Status:
Gregarious animals tend to have one individual in charge.  A dominant female will control a herd of horses or elephants.  Animals like deer tend to have a season in which the males strive mightily to establish a winner, after which the females more or less take whatever mate they jolly well please to although I imagine winning the fight is a bit of a help.  Gorilla troops tend to have a dominant male, in which case there is a sort of selective advantage in being that male with the office providing a wider mating horizon.  That may be the case in humans although I find humans make far better followers than leaders. 

Unsophisticated hunter gatherer societies according to my old anthropology teacher tend to have no fixed ranking system.  However there may be a particular male who more commonly than average has the energy and initiative so start a hunt for, say, a giraffe.  The others will fall in with the program.  Under such conditions status is a very fluid thing and of little importance to people.

In a subsistence farming community, the biggest issue is getting the work done, and although there may be neighbors or elders with disproportionate influence, the bulk of energy is expended simply in doing the farming. 

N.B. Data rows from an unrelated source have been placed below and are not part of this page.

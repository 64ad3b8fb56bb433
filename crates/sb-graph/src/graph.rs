use std::collections::HashMap;

use serde::{Deserialize, Serialize};

use crate::edge::{EdgeKind, StoryEdge};
use crate::error::{GraphError, GraphResult};
use crate::id::{ChoiceId, EdgeId, NodeId};
use crate::node::StoryNode;

/// Metadata about the story itself.
#[derive(Debug, Clone, Serialize, Deserialize, Default)]
#[serde(rename_all = "camelCase")]
pub struct StoryMeta {
    /// Story title.
    #[serde(default)]
    pub title: String,
    /// Short description or blurb.
    #[serde(default)]
    pub description: String,
    /// Story authors.
    #[serde(default)]
    pub authors: Vec<String>,
    /// Document schema version.
    #[serde(default = "default_schema_version")]
    pub schema_version: u32,
}

fn default_schema_version() -> u32 {
    1
}

impl StoryMeta {
    /// Create metadata with the given title.
    pub fn new(title: impl Into<String>) -> Self {
        Self {
            title: title.into(),
            ..Self::default()
        }
    }
}

/// A node record as it appears in the authored document.
#[derive(Debug, Clone, Serialize, Deserialize)]
#[serde(rename_all = "camelCase")]
pub struct NodeRecord {
    /// The node's id.
    pub id: NodeId,
    /// The node's variant and content.
    #[serde(flatten)]
    pub node: StoryNode,
}

/// The raw, externally produced story document.
///
/// Authoring tools emit this format; [`StoryGraph::from_document`] validates
/// and indexes it. Node and edge order in the document is the authored
/// order traversal tie-breaking relies on.
#[derive(Debug, Clone, Serialize, Deserialize, Default)]
#[serde(rename_all = "camelCase")]
pub struct StoryDocument {
    /// Story metadata.
    #[serde(default)]
    pub meta: StoryMeta,
    /// All nodes, in authored order.
    #[serde(default)]
    pub nodes: Vec<NodeRecord>,
    /// All edges, in authored order.
    #[serde(default)]
    pub edges: Vec<StoryEdge>,
}

impl StoryDocument {
    /// Create an empty document with the given title.
    pub fn new(title: impl Into<String>) -> Self {
        Self {
            meta: StoryMeta::new(title),
            ..Self::default()
        }
    }

    /// Append a node.
    pub fn with_node(mut self, id: impl Into<NodeId>, node: StoryNode) -> Self {
        self.nodes.push(NodeRecord {
            id: id.into(),
            node,
        });
        self
    }

    /// Append an edge.
    pub fn with_edge(mut self, edge: StoryEdge) -> Self {
        self.edges.push(edge);
        self
    }
}

/// The validated, indexed story graph. Owns all nodes and edges.
///
/// Immutable after load: the interpreter only reads from it.
#[derive(Debug, Clone)]
pub struct StoryGraph {
    meta: StoryMeta,
    nodes: HashMap<NodeId, StoryNode>,
    edges: HashMap<EdgeId, StoryEdge>,
    start: NodeId,

    // Indexes, built once at load
    flow_from: HashMap<NodeId, Vec<EdgeId>>,
    choice_from: HashMap<NodeId, Vec<EdgeId>>,
}

impl StoryGraph {
    /// Validate and index a story document.
    ///
    /// Checks performed: unique node/edge ids, every edge endpoint exists,
    /// exactly one start node, choice edges carry a choice id. Deeper
    /// validation (reachability of all nodes) is an authoring-time concern
    /// and deliberately not done here.
    pub fn from_document(doc: StoryDocument) -> GraphResult<Self> {
        let mut nodes = HashMap::with_capacity(doc.nodes.len());
        let mut start: Option<NodeId> = None;

        for record in doc.nodes {
            if nodes.contains_key(&record.id) {
                return Err(GraphError::DuplicateNode(record.id));
            }
            if record.node.is_start() {
                match &start {
                    Some(existing) => {
                        return Err(GraphError::MultipleStartNodes(
                            existing.clone(),
                            record.id,
                        ));
                    }
                    None => start = Some(record.id.clone()),
                }
            }
            nodes.insert(record.id, record.node);
        }

        let start = start.ok_or(GraphError::NoStartNode)?;

        let mut edges: HashMap<EdgeId, StoryEdge> = HashMap::with_capacity(doc.edges.len());
        let mut flow_from: HashMap<NodeId, Vec<EdgeId>> = HashMap::new();
        let mut choice_from: HashMap<NodeId, Vec<EdgeId>> = HashMap::new();

        for edge in doc.edges {
            if edges.contains_key(&edge.id) {
                return Err(GraphError::DuplicateEdge(edge.id));
            }
            for endpoint in [&edge.from, &edge.to] {
                if !nodes.contains_key(endpoint) {
                    return Err(GraphError::DanglingEdge {
                        edge: edge.id.clone(),
                        node: endpoint.clone(),
                    });
                }
            }
            match edge.kind {
                EdgeKind::Flow => {
                    flow_from
                        .entry(edge.from.clone())
                        .or_default()
                        .push(edge.id.clone());
                }
                EdgeKind::Choice => {
                    if edge.choice_id.is_none() {
                        return Err(GraphError::ChoiceEdgeWithoutChoice(edge.id));
                    }
                    choice_from
                        .entry(edge.from.clone())
                        .or_default()
                        .push(edge.id.clone());
                }
            }
            edges.insert(edge.id.clone(), edge);
        }

        // Flow-edge resolution order: explicit priorities first (ascending),
        // unprioritized edges after them in authored order. A stable sort
        // keeps authored order within equal keys, so documents that never
        // set `priority` are evaluated exactly in authored order.
        for ids in flow_from.values_mut() {
            ids.sort_by_key(|id| edges[id].priority.unwrap_or(i64::MAX));
        }

        Ok(Self {
            meta: doc.meta,
            nodes,
            edges,
            start,
            flow_from,
            choice_from,
        })
    }

    /// Parse and validate a JSON story document.
    pub fn from_json(json: &str) -> GraphResult<Self> {
        let doc: StoryDocument = serde_json::from_str(json)?;
        Self::from_document(doc)
    }

    /// Story metadata.
    pub fn meta(&self) -> &StoryMeta {
        &self.meta
    }

    /// The unique start node's id.
    pub fn start(&self) -> &NodeId {
        &self.start
    }

    /// Look up a node by id.
    pub fn node(&self, id: &NodeId) -> Option<&StoryNode> {
        self.nodes.get(id)
    }

    /// Look up an edge by id.
    pub fn edge(&self, id: &EdgeId) -> Option<&StoryEdge> {
        self.edges.get(id)
    }

    /// Flow edges leaving a node, in resolution order.
    pub fn flow_edges_from(&self, node: &NodeId) -> Vec<&StoryEdge> {
        self.flow_from
            .get(node)
            .map(|ids| ids.iter().filter_map(|id| self.edges.get(id)).collect())
            .unwrap_or_default()
    }

    /// Choice edges leaving a node, in authored order.
    pub fn choice_edges_from(&self, node: &NodeId) -> Vec<&StoryEdge> {
        self.choice_from
            .get(node)
            .map(|ids| ids.iter().filter_map(|id| self.edges.get(id)).collect())
            .unwrap_or_default()
    }

    /// The choice edge leaving `node` that answers `choice`, if any.
    pub fn choice_edge_for(&self, node: &NodeId, choice: &ChoiceId) -> Option<&StoryEdge> {
        self.choice_edges_from(node)
            .into_iter()
            .find(|edge| edge.choice_id.as_ref() == Some(choice))
    }

    /// All node ids (arbitrary order).
    pub fn node_ids(&self) -> impl Iterator<Item = &NodeId> {
        self.nodes.keys()
    }

    /// All nodes (arbitrary order).
    pub fn all_nodes(&self) -> impl Iterator<Item = (&NodeId, &StoryNode)> {
        self.nodes.iter()
    }

    /// All edges (arbitrary order).
    pub fn all_edges(&self) -> impl Iterator<Item = &StoryEdge> {
        self.edges.values()
    }

    /// Number of nodes.
    pub fn node_count(&self) -> usize {
        self.nodes.len()
    }

    /// Number of edges.
    pub fn edge_count(&self) -> usize {
        self.edges.len()
    }
}

#[cfg(test)]
mod tests {
    use super::*;
    use crate::node::{EndNode, SceneNode};

    fn scene() -> StoryNode {
        StoryNode::Scene(SceneNode::default())
    }

    fn minimal_doc() -> StoryDocument {
        StoryDocument::new("Test Story")
            .with_node("start", StoryNode::Start)
            .with_node("a", scene())
            .with_node("end", StoryNode::End(EndNode::default()))
            .with_edge(StoryEdge::flow("e1", "start", "a"))
            .with_edge(StoryEdge::flow("e2", "a", "end"))
    }

    #[test]
    fn load_minimal_document() {
        let graph = StoryGraph::from_document(minimal_doc()).unwrap();
        assert_eq!(graph.node_count(), 3);
        assert_eq!(graph.edge_count(), 2);
        assert_eq!(graph.start().as_str(), "start");
        assert!(graph.node(&NodeId::new("a")).unwrap().as_scene().is_some());
    }

    #[test]
    fn missing_start_node_rejected() {
        let doc = StoryDocument::new("No Start").with_node("a", scene());
        assert!(matches!(
            StoryGraph::from_document(doc),
            Err(GraphError::NoStartNode)
        ));
    }

    #[test]
    fn multiple_start_nodes_rejected() {
        let doc = StoryDocument::new("Two Starts")
            .with_node("s1", StoryNode::Start)
            .with_node("s2", StoryNode::Start);
        assert!(matches!(
            StoryGraph::from_document(doc),
            Err(GraphError::MultipleStartNodes(_, _))
        ));
    }

    #[test]
    fn dangling_edge_rejected() {
        let doc = StoryDocument::new("Dangling")
            .with_node("start", StoryNode::Start)
            .with_edge(StoryEdge::flow("e1", "start", "nowhere"));
        match StoryGraph::from_document(doc) {
            Err(GraphError::DanglingEdge { edge, node }) => {
                assert_eq!(edge.as_str(), "e1");
                assert_eq!(node.as_str(), "nowhere");
            }
            other => panic!("expected DanglingEdge, got {other:?}"),
        }
    }

    #[test]
    fn duplicate_node_rejected() {
        let doc = StoryDocument::new("Dup")
            .with_node("start", StoryNode::Start)
            .with_node("start", scene());
        assert!(matches!(
            StoryGraph::from_document(doc),
            Err(GraphError::DuplicateNode(_))
        ));
    }

    #[test]
    fn choice_edge_without_choice_id_rejected() {
        let mut edge = StoryEdge::flow("e1", "start", "a");
        edge.kind = EdgeKind::Choice;
        let doc = StoryDocument::new("Bad Choice")
            .with_node("start", StoryNode::Start)
            .with_node("a", scene())
            .with_edge(edge);
        assert!(matches!(
            StoryGraph::from_document(doc),
            Err(GraphError::ChoiceEdgeWithoutChoice(_))
        ));
    }

    #[test]
    fn flow_edges_keep_authored_order_without_priorities() {
        let doc = StoryDocument::new("Order")
            .with_node("start", StoryNode::Start)
            .with_node("a", scene())
            .with_node("b", scene())
            .with_node("c", scene())
            .with_edge(StoryEdge::flow("first", "start", "a"))
            .with_edge(StoryEdge::flow("second", "start", "b"))
            .with_edge(StoryEdge::flow("third", "start", "c"));
        let graph = StoryGraph::from_document(doc).unwrap();
        let order: Vec<_> = graph
            .flow_edges_from(&NodeId::new("start"))
            .iter()
            .map(|e| e.id.as_str().to_string())
            .collect();
        assert_eq!(order, vec!["first", "second", "third"]);
    }

    #[test]
    fn explicit_priorities_evaluated_first() {
        let doc = StoryDocument::new("Priority")
            .with_node("start", StoryNode::Start)
            .with_node("a", scene())
            .with_node("b", scene())
            .with_node("c", scene())
            .with_edge(StoryEdge::flow("plain", "start", "a"))
            .with_edge(StoryEdge::flow("low", "start", "b").with_priority(10))
            .with_edge(StoryEdge::flow("high", "start", "c").with_priority(1));
        let graph = StoryGraph::from_document(doc).unwrap();
        let order: Vec<_> = graph
            .flow_edges_from(&NodeId::new("start"))
            .iter()
            .map(|e| e.id.as_str().to_string())
            .collect();
        assert_eq!(order, vec!["high", "low", "plain"]);
    }

    #[test]
    fn choice_edge_lookup_by_choice_id() {
        let doc = StoryDocument::new("Choices")
            .with_node("start", StoryNode::Start)
            .with_node("a", scene())
            .with_node("b", scene())
            .with_edge(StoryEdge::choice("e1", "a", "b", "accept"));
        let graph = StoryGraph::from_document(doc).unwrap();
        let edge = graph
            .choice_edge_for(&NodeId::new("a"), &ChoiceId::new("accept"))
            .unwrap();
        assert_eq!(edge.to.as_str(), "b");
        assert!(
            graph
                .choice_edge_for(&NodeId::new("a"), &ChoiceId::new("refuse"))
                .is_none()
        );
    }

    #[test]
    fn from_json_round_trip() {
        let json = r#"{
            "meta": { "title": "Mini" },
            "nodes": [
                { "id": "start", "nodeType": "start" },
                { "id": "s1", "nodeType": "scene", "dialogues": [
                    { "id": "d1", "text": "It begins." }
                ]},
                { "id": "fin", "nodeType": "end", "endingType": "neutral" }
            ],
            "edges": [
                { "id": "e1", "from": "start", "to": "s1", "edgeType": "flow" },
                { "id": "e2", "from": "s1", "to": "fin", "edgeType": "flow" }
            ]
        }"#;
        let graph = StoryGraph::from_json(json).unwrap();
        assert_eq!(graph.meta().title, "Mini");
        let scene = graph
            .node(&NodeId::new("s1"))
            .unwrap()
            .as_scene()
            .unwrap();
        assert_eq!(scene.dialogues[0].text, "It begins.");
        assert!(scene.dialogues[0].speaker.is_none(), "narrator line");
    }

    #[test]
    fn malformed_json_is_a_parse_error() {
        assert!(matches!(
            StoryGraph::from_json("{ not json"),
            Err(GraphError::Parse(_))
        ));
    }
}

But put people in cities and status becomes a thing of monumental consequence.  Personally the things that win my respect include moral integrity, the moral integrity of a person’s family, a person’s interest in mental accomplishments and the sacrifices the person is willing to make to nurture the mind, honesty, courage, a sense of fairness, good judgment, prudence and generosity not necessarily in that order or limited to those things.  Financial competence is good, but great wealth adds no more.  However the easiest thing to count is money, so for the sake of argument we shall only consider money.  We shall assume that status equals money. 

By that reckoning humans vary in status orders of magnitude more than our animal brethren.  The difference in standard of living between the most dominant gorilla and the least assertive gorilla in the troop is rather slim.  They have a trifling difference in how much they eat, how comfortable their nests are or how many other gorillas they can have social interaction with.  The richest person in a city has unlimited access to high value food, lives in a palace and, barring a repressive government, can travel easily to other continents for social purposes.

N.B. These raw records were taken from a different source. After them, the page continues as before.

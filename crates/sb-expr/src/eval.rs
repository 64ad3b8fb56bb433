use crate::ast::{BinaryOp, Expr};
use crate::error::{ExprError, ExprResult};
use crate::value::{Value, Variables};

/// Evaluate a parsed expression against a variable store.
///
/// Boolean operators short-circuit and return `Value::Bool` (not the
/// operand value). Relational operators require numeric operands and fail
/// with [`ExprError::Relational`] otherwise; the caller's fail-closed
/// wrapper turns that into `false`.
pub fn eval(expr: &Expr, vars: &impl Variables) -> ExprResult<Value> {
    match expr {
        Expr::Literal(value) => Ok(value.clone()),
        Expr::Var(name) => Ok(vars.get(name)),
        Expr::Not(inner) => Ok(Value::Bool(!eval(inner, vars)?.is_truthy())),
        Expr::Binary { op, lhs, rhs } => match op {
            BinaryOp::Or => {
                let left = eval(lhs, vars)?;
                if left.is_truthy() {
                    return Ok(Value::Bool(true));
                }
                Ok(Value::Bool(eval(rhs, vars)?.is_truthy()))
            }
            BinaryOp::And => {
                let left = eval(lhs, vars)?;
                if !left.is_truthy() {
                    return Ok(Value::Bool(false));
                }
                Ok(Value::Bool(eval(rhs, vars)?.is_truthy()))
            }
            BinaryOp::Eq => Ok(Value::Bool(eval(lhs, vars)?.loose_eq(&eval(rhs, vars)?))),
            BinaryOp::Ne => Ok(Value::Bool(!eval(lhs, vars)?.loose_eq(&eval(rhs, vars)?))),
            BinaryOp::Lt | BinaryOp::Le | BinaryOp::Gt | BinaryOp::Ge => {
                let left = eval(lhs, vars)?;
                let right = eval(rhs, vars)?;
                let (Some(a), Some(b)) = (left.as_number(), right.as_number()) else {
                    return Err(ExprError::Relational {
                        op: op.symbol(),
                        lhs: left.type_name(),
                        rhs: right.type_name(),
                    });
                };
                Ok(Value::Bool(match op {
                    BinaryOp::Lt => a < b,
                    BinaryOp::Le => a <= b,
                    BinaryOp::Gt => a > b,
                    BinaryOp::Ge => a >= b,
                    _ => unreachable!(),
                }))
            }
        },
    }
}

Such resources do not come easily unless inherited and are easily lost.  Maintaining them requires considerable investment.  So the question is why make the effort. 

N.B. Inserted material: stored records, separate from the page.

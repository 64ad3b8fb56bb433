use std::fmt;

use crate::error::ExprError;

/// Severity level for diagnostics.
#[derive(Debug, Clone, Copy, PartialEq, Eq)]
pub enum Severity {
    /// The expression cannot be evaluated; its condition fails closed.
    Error,
    /// Suspicious but evaluable.
    Warning,
}

/// A diagnostic message with source location, suitable for authoring tools.
#[derive(Debug, Clone)]
pub struct Diagnostic {
    /// How severe the problem is.
    pub severity: Severity,
    /// Byte range of the offending input within the expression.
    pub span: std::ops::Range<usize>,
    /// Human-readable description.
    pub message: String,
}

impl Diagnostic {
    /// Create an error diagnostic.
    pub fn error(span: std::ops::Range<usize>, message: impl Into<String>) -> Self {
        Self {
            severity: Severity::Error,
            span,
            message: message.into(),
        }
    }
}

impl fmt::Display for Diagnostic {
    fn fmt(&self, f: &mut fmt::Formatter<'_>) -> fmt::Result {
        let prefix = match self.severity {
            Severity::Error => "error",
            Severity::Warning => "warning",
        };
        write!(f, "{prefix}: {}", self.message)
    }
}

impl From<&ExprError> for Diagnostic {
    fn from(err: &ExprError) -> Self {
        Diagnostic::error(err.span().unwrap_or(0..0), err.to_string())
    }
}

/// Render a diagnostic against its (single-line) expression source with a
/// caret marker:
///
/// ```text
/// flag === true
///      ^^ unexpected character: "="
/// ```
pub fn render_diagnostic(source: &str, diag: &Diagnostic) -> String {
    let start = diag.span.start.min(source.len());
    let end = diag.span.end.clamp(start, source.len());
    let carets = "^".repeat((end - start).max(1));
    format!("{source}\n{}{carets} {}", " ".repeat(start), diag.message)
}
use crate::value::Value;

/// A binary operator in the condition language.
#[derive(Debug, Clone, Copy, PartialEq, Eq)]
pub enum BinaryOp {
    /// `||` / `or`
    Or,
    /// `&&` / `and`
    And,
    /// `==`
    Eq,
    /// `!=`
    Ne,
    /// `<`
    Lt,
    /// `<=`
    Le,
    /// `>`
    Gt,
    /// `>=`
    Ge,
}

impl BinaryOp {
    /// Source form of the operator.
    pub fn symbol(&self) -> &'static str {
        match self {
            BinaryOp::Or => "||",
            BinaryOp::And => "&&",
            BinaryOp::Eq => "==",
            BinaryOp::Ne => "!=",
            BinaryOp::Lt => "<",
            BinaryOp::Le => "<=",
            BinaryOp::Gt => ">",
            BinaryOp::Ge => ">=",
        }
    }
}

/// A parsed condition expression.
///
/// The grammar is restricted by construction: there is no AST node for
/// calls, assignment, indexing, or iteration, so no input can evaluate
/// anything beyond variable lookups and these operators.
#[derive(Debug, Clone, PartialEq)]
pub enum Expr {
    /// A literal value (`true`, `false`, `null`, `undefined`, numbers, strings).
    Literal(Value),
    /// A variable lookup against the store.
    Var(String),
    /// Boolean negation.
    Not(Box<Expr>),
    /// A binary operation.
    Binary {
        /// The operator.
        op: BinaryOp,
        /// Left operand.
        lhs: Box<Expr>,
        /// Right operand.
        rhs: Box<Expr>,
    },
}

The first guess would be that high status provides better mating options, but most rich people are already married.  And wealth is not a chick magnet.  Women think about money, but I am reminded of a scene from “The Sting” in which Johnny Hooker has just made a lot of money by less than honest means.  He takes his girlfriend out with the promise that he is going to spend a lot of money on her.  At the outset he stops to gamble and loses almost everything on a dishonest game.  The woman leaves in disgust as he shouts after her that he still has the money to spend on her.  At this point in the show, a friend that was watching it with me whispered, “He just spent all the rest on himself.”  According to his judgment, a woman does not care how much money a man has.  She just wants to be center stage when it is deployed.  I cannot claim to have even an average understanding of women, but I have no reason to question his opinion.  Besides a man in our society can only marry one woman at a time no matter how rich he is. 

So the accumulation of wealth does not much increase mating possibilities any more than it increases how much a person can eat or how comfortable his house it.  Yet it is pursued with feverish intensity and in defiance of a lot of things that are more important.  I have a good friend who calls it a kind of sickness, but I suspect were she less polite she would have said a perversion.  She has always been quite sympathetic with sick people.

I think this is another case of people buying into an idea too completely.  The urban imperative is to recruit a population.  To do so, one must persuade outsiders that the urban opportunities are worth any sacrifice without quite letting on that the big sacrifice will be the chance of grandchildren.  Because of the dynamic system that is set up, the best way to get rich is to become the best one possibly can at selling the urban message and recruiting people for some urban agenda, such as power, entertainment or the creation of wealth.  One way or another, the way to financial success is to pursue an urban goal and to proclaim to all what a wonderful thing it is.

Those who have driven themselves to accumulate more wealth than they can possibly enjoy often have fallen into the usual trap of listening to themselves lie and believing what they have heard.